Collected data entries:
_ _ _
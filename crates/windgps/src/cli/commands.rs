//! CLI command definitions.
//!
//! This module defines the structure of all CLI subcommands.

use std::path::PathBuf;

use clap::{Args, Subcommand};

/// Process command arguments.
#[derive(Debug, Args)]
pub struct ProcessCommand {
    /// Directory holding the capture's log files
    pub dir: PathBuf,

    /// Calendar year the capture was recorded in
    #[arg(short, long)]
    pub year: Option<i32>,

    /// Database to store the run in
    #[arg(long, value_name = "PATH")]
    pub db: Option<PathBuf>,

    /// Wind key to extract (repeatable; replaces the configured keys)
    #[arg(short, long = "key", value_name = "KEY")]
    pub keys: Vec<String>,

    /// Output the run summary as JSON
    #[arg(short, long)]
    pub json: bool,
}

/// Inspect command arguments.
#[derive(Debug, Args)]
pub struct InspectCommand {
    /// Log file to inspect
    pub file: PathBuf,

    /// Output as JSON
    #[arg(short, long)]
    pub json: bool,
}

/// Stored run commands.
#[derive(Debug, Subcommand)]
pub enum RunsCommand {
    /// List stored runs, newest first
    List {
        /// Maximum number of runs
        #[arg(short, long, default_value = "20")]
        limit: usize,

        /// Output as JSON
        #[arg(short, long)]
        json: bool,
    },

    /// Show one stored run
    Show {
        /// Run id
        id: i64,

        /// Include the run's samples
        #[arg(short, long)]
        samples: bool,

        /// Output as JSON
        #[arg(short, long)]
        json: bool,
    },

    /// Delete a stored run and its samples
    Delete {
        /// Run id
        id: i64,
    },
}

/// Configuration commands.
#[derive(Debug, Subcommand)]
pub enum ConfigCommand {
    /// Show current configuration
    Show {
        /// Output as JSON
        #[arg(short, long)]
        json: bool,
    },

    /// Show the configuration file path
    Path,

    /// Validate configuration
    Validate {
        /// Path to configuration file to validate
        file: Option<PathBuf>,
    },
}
_ _ _
*Work order*: Exactly the lines from the one holding "the run's samples" through the end of the records above are to be returned, and nothing else.

*Response to this exercise*:
        /// Include the run's samples
        #[arg(short, long)]
        samples: bool,

        /// Output as JSON
        #[arg(short, long)]
        json: bool,
    },

    /// Delete a stored run and its samples
    Delete {
        /// Run id
        id: i64,
    },
}

/// Configuration commands.
#[derive(Debug, Subcommand)]
pub enum ConfigCommand {
    /// Show current configuration
    Show {
        /// Output as JSON
        #[arg(short, long)]
        json: bool,
    },

    /// Show the configuration file path
    Path,

    /// Validate configuration
    Validate {
        /// Path to configuration file to validate
        file: Option<PathBuf>,
    },
}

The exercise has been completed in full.